Growing up, leftover choices were illusions that fell on either side of the spectrum. Some of us hate to revisit what we had just yesterday. The taste still lingers on our tongues and has lost its appeal. New is enticing. Old is tired, done and over. Others of us do not disdain repetition. Revisiting allows us to discover new and unknown flavors from something that we found comfort within. Yesterday promises something safe and known for today.
It saves us time, it makes us the same.
The day after that delicious once-a-week dinner might find me scrounging for a few more scraps. How can I make something new from this thing I’ve already had, and had again? While the meals that I could have done without felt like they lingered on for days because I was exhausted at the mere thought of creating something new, no matter what ingredients were at my fingertips.
Such a simple concept, that so many of us know. Maybe you love leftovers. Maybe you loathe them and that meatloaf, too.
I went to lunch and the person across from me was talking about parenting and our choices. How some of the choices we make means our children are presented parenting leftovers. All that is left of us is what we have to offer them.

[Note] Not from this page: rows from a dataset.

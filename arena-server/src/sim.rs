//! The authoritative simulation step.
//!
//! One logical tick walks every room: countdown promotion, player respawns
//! and motion, projectile integration with swept hit tests, buff expiry and
//! respawn, the world broadcast, and the match-end transition. All timing is
//! timestamp-driven and evaluated here, so there are no timer callbacks whose
//! cancellation could leak.
//!
//! The step itself is a pure function of room state and `now_ms`; it reports
//! the events to broadcast and leaves the I/O to the driver.

use protocol::ServerEvent;
use protocol::consts::{
    BASE_SPEED, BUFF_DURATION_MS, BUFF_RESPAWN_MS, CHARGING_SPEED_FACTOR, COUNTDOWN_MS,
    HEADSHOT_RADIUS, HIT_RADIUS, KILL_CHAIN_WINDOW_MS, MATCH_DURATION_MS, PROJECTILE_LIFETIME_SECS,
    PROJECTILE_TIP_OFFSET, RESPAWN_DELAY_MS, SPEED_BOOST_FACTOR,
};
use protocol::wire::{
    BuffKind, HitEffect, HitSurface, KillSide, MatchResults, PlayerKey, PlayerKilled, PlayerResult,
    RoomPhase, StateUpdate, StreakTier, WorldSnapshot,
};

use crate::config::ServerConfig;
use crate::geom;
use crate::map::{MapCatalog, MapSpec};
use crate::room::{ConnId, Room, random_buff_kind};

/// A buff pickup triggers within this distance of the spawn point.
const BUFF_PICKUP_RADIUS: f64 = 30.0;

/// Everything the driver must persist when a match finishes.
#[derive(Debug)]
pub struct MatchEnd {
    pub room_code: String,
    pub participants: Vec<String>,
    pub results: Vec<PlayerResult>,
    pub ended_at_ms: u64,
    /// Devices whose instant-respawn flag is restored (granted, never used).
    pub reward_restores: Vec<String>,
    /// Suspicion totals archived for the audit room snapshot.
    pub suspicion_total: u64,
}

/// Connected members' connection ids, the broadcast set of a room.
pub fn room_conns(room: &Room) -> Vec<ConnId> {
    room.players
        .values()
        .filter(|p| !p.disconnected)
        .map(|p| p.conn_id)
        .collect()
}

/// Advances one room by one tick.
pub fn step_room(
    room: &mut Room,
    maps: &MapCatalog,
    cfg: &ServerConfig,
    now_ms: u64,
    dt_secs: f64,
    out: &mut Vec<ServerEvent>,
) -> Option<MatchEnd> {
    match room.phase {
        RoomPhase::Lobby => None,
        RoomPhase::Starting => {
            step_countdown(room, now_ms, out);
            None
        }
        RoomPhase::Playing => step_playing(room, maps, cfg, now_ms, dt_secs, out),
    }
}

fn step_countdown(room: &mut Room, now_ms: u64, out: &mut Vec<ServerEvent>) {
    if now_ms.saturating_sub(room.countdown_started_ms) < COUNTDOWN_MS {
        return;
    }
    let Some(map) = room.map_key else {
        // A countdown without a map cannot happen through the lobby path;
        // fall back to the lobby instead of playing on nothing.
        room.phase = RoomPhase::Lobby;
        return;
    };
    room.phase = RoomPhase::Playing;
    room.match_start_ms = now_ms;
    room.sync.reset();
    let started = protocol::events::MatchStarted {
        map,
        match_start: now_ms,
        duration_ms: MATCH_DURATION_MS,
    };
    out.push(ServerEvent::GameStarted(started.clone()));
    // Legacy alias kept for older clients.
    out.push(ServerEvent::GameStart(started));
}

fn step_playing(
    room: &mut Room,
    maps: &MapCatalog,
    cfg: &ServerConfig,
    now_ms: u64,
    dt_secs: f64,
    out: &mut Vec<ServerEvent>,
) -> Option<MatchEnd> {
    let map_key = room.map_key?;
    let map = maps.get(map_key);

    step_players(room, map, now_ms, dt_secs, out);
    step_projectiles(room, map, now_ms, dt_secs, out);
    step_buff_respawns(room, now_ms, out);
    broadcast_state(room, cfg, now_ms, out);

    if now_ms.saturating_sub(room.match_start_ms) >= MATCH_DURATION_MS {
        Some(finish_match(room, now_ms, out))
    } else {
        None
    }
}

fn step_players(room: &mut Room, map: &MapSpec, now_ms: u64, dt_secs: f64, out: &mut Vec<ServerEvent>) {
    // Respawns first: they need the room-level spawn cursor.
    let due: Vec<PlayerKey> = room
        .players
        .values()
        .filter(|p| !p.alive() && now_ms.saturating_sub(p.died_at_ms) >= RESPAWN_DELAY_MS)
        .map(|p| p.key)
        .collect();
    for key in due {
        respawn_player(room, key, map, now_ms, out);
    }

    // Motion and pickups; split borrows so the buff list stays reachable.
    let Room { players, buffs, .. } = room;
    for player in players.values_mut() {
        if !player.alive() {
            continue;
        }
        player.expire_buffs(now_ms);
        if player.disconnected {
            continue;
        }

        let input = player.input;
        let mut speed = BASE_SPEED;
        if player.has_speed_boost(now_ms) {
            speed *= SPEED_BOOST_FACTOR;
        }
        if input.charging {
            speed *= CHARGING_SPEED_FACTOR;
        }

        let mut dx = (input.d as i8 - input.a as i8) as f64;
        let mut dy = (input.s as i8 - input.w as i8) as f64;
        if dx != 0.0 && dy != 0.0 {
            let inv = std::f64::consts::FRAC_1_SQRT_2;
            dx *= inv;
            dy *= inv;
        }
        if dx != 0.0 || dy != 0.0 {
            let (cx, cy) = geom::clamp_to_field(
                player.x + dx * speed * dt_secs,
                player.y + dy * speed * dt_secs,
            );
            if !geom::player_blocked(map, cx, cy) {
                player.x = cx;
                player.y = cy;
            }
        }

        player.angle = input.angle;
        player.charging = input.charging;

        // Buff pickup at the new position.
        for buff in buffs.iter_mut() {
            if !buff.active {
                continue;
            }
            let dist_sq = (player.x - buff.x).powi(2) + (player.y - buff.y).powi(2);
            if dist_sq > BUFF_PICKUP_RADIUS * BUFF_PICKUP_RADIUS {
                continue;
            }
            buff.active = false;
            buff.taken_at_ms = now_ms;
            match buff.kind {
                BuffKind::Health => player.hp = (player.hp + 1).min(player.max_hp),
                BuffKind::Shield => player.shield_until_ms = now_ms + BUFF_DURATION_MS,
                BuffKind::Invisible => player.invisible_until_ms = now_ms + BUFF_DURATION_MS,
                BuffKind::Speed => player.speed_until_ms = now_ms + BUFF_DURATION_MS,
            }
            out.push(ServerEvent::BuffPickup {
                buff_id: buff.id,
                player_key: player.key,
                kind: buff.kind,
            });
        }
    }
}

fn step_projectiles(room: &mut Room, map: &MapSpec, now_ms: u64, dt_secs: f64, out: &mut Vec<ServerEvent>) {
    let mut projectiles = std::mem::take(&mut room.projectiles);
    projectiles.retain_mut(|proj| {
        let prev = (proj.x, proj.y);
        proj.x += proj.vx * dt_secs;
        proj.y += proj.vy * dt_secs;
        proj.age_secs += dt_secs;

        if geom::out_of_bounds(proj.x, proj.y) || proj.age_secs > PROJECTILE_LIFETIME_SECS {
            return false;
        }
        if geom::projectile_blocked(map, proj.x, proj.y) {
            out.push(ServerEvent::HitEffect(HitEffect {
                x: proj.x,
                y: proj.y,
                surface: HitSurface::Map,
                target: None,
                headshot: false,
            }));
            return false;
        }

        // Swept hit test, shifted forward by the projectile tip.
        let speed = (proj.vx * proj.vx + proj.vy * proj.vy).sqrt();
        let (tip_x, tip_y) = if speed > f64::EPSILON {
            (
                proj.vx / speed * PROJECTILE_TIP_OFFSET,
                proj.vy / speed * PROJECTILE_TIP_OFFSET,
            )
        } else {
            (0.0, 0.0)
        };
        let from = (prev.0 + tip_x, prev.1 + tip_y);
        let to = (proj.x + tip_x, proj.y + tip_y);

        let mut best: Option<(PlayerKey, geom::SweptHit)> = None;
        for target in room.players.values() {
            if target.key == proj.owner || !target.alive() {
                continue;
            }
            if let Some(hit) = geom::swept_circle_hit(from, to, (target.x, target.y), HIT_RADIUS) {
                if geom::better_hit(best.map(|(_, h)| h), hit) {
                    best = Some((target.key, hit));
                }
            }
        }
        let Some((victim_key, hit)) = best else {
            return true;
        };

        let shielded = room
            .players
            .get(&victim_key)
            .is_some_and(|v| v.has_shield(now_ms));
        let headshot = !shielded && hit.distance <= HEADSHOT_RADIUS;

        if shielded {
            if let Some(victim) = room.players.get_mut(&victim_key) {
                victim.shield_until_ms = 0;
            }
            out.push(ServerEvent::HitEffect(HitEffect {
                x: hit.x,
                y: hit.y,
                surface: HitSurface::Shield,
                target: Some(victim_key),
                headshot: false,
            }));
            out.push(ServerEvent::ShieldBreak { player_key: victim_key });
        } else {
            let mut dead = false;
            if let Some(victim) = room.players.get_mut(&victim_key) {
                victim.hp = if headshot { 0 } else { (victim.hp - 1).max(0) };
                dead = victim.hp == 0;
            }
            out.push(ServerEvent::HitEffect(HitEffect {
                x: hit.x,
                y: hit.y,
                surface: HitSurface::Player,
                target: Some(victim_key),
                headshot,
            }));
            if dead {
                handle_kill(room, proj.owner, victim_key, headshot, map, now_ms, out);
            }
        }
        false
    });
    room.projectiles = projectiles;
}

fn step_buff_respawns(room: &mut Room, now_ms: u64, out: &mut Vec<ServerEvent>) {
    for buff in room.buffs.iter_mut() {
        if buff.active || now_ms.saturating_sub(buff.taken_at_ms) < BUFF_RESPAWN_MS {
            continue;
        }
        buff.kind = random_buff_kind();
        buff.active = true;
        buff.taken_at_ms = 0;
        out.push(ServerEvent::BuffRespawn { buff: buff.wire_state() });
    }
}

fn broadcast_state(room: &mut Room, cfg: &ServerConfig, now_ms: u64, out: &mut Vec<ServerEvent>) {
    let snapshot = world_snapshot(room, now_ms);
    let body = room
        .sync
        .next_body(snapshot, now_ms, cfg.full_snapshot_interval_ms);
    let remaining_ms = (room.match_start_ms + MATCH_DURATION_MS).saturating_sub(now_ms);
    out.push(ServerEvent::StateUpdate(StateUpdate {
        server_time: now_ms,
        remaining_ms,
        body,
    }));
}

That word rolled around in my head for days and weeks. Leftovers.
The past few years have been run on my leftovers. My children forced to eat the same thing over and over without choice or end. I hadn’t considered the cost they would pay as I pulled my broken pieces back into a discernible pile and swept myself into something that could stand on my own two feet again. I didn’t have the time to consider, even when time was all I had. My brain was caught in trauma, loss, grief, fear, and depression. I was faced with all the things I lacked as I pulled desperately at the hem of my future.
Within 6 months time, I lost a job, one sister and her two children, and a marriage. Half a year couldn’t cover the years I would never know. One of these alone would be enough to leave many decidedly resolved to appreciate leftovers. What would be left of you after you lost your livelihood? Your sister and her children? Your 12-year long marriage?
I’m not sure what was left of me during this time. Everything happened and choices had to be made. Except, when you do not have support, when you cannot financially be fearless, and when your heart is stomped apart, you do what you do. I was lucky to have a choice. One. One option to get free of the place where everything was broken, but it wasn’t the choice I would have wanted had more been available. I would have wanted comfort, confidence, ease for my children, and me. I would have wanted security, sensibility, steadiness. I would have wanted a full 8-course meal of options, but that wasn’t on the table.
Regathering myself has taken a few years. Just a couple really. To find myself sure-footed and sound. But two years were more unsteady than they will ever understand. I cried. I cried in bed, the shower, the corner. Over and over. Tears for the things I had lost, the unknown present, and all the things I couldn’t provide them. They will never know how many tears I shed on their behalf or how I did everything I could to make the abnormal okay.
Now I see that my leftovers are being spat out in some ways. I am seen as a failure, which isn’t all that wrong. I am seen as not having done more- or enough, even though it wasn’t solely my responsibility to put food on the table. I will bear the burden of not being enough though, because in their eyes, it was me who made the choices. I was the one who faced them day in and out- hiding my pain, feeling unbearable guilt for not doing more- even when I was making more happen. I pulled myself together, but that two years will never be fulfilling or full for them.
If only they could understand that I wanted fresh, exotic, and new but all I could offer were the scraps of what was left of me. I made the most of me for you- while others made nothing of themselves, and still I will be the one to take your blame.
If that’s what you need, so be it.
I hope you never have to live off of less than again.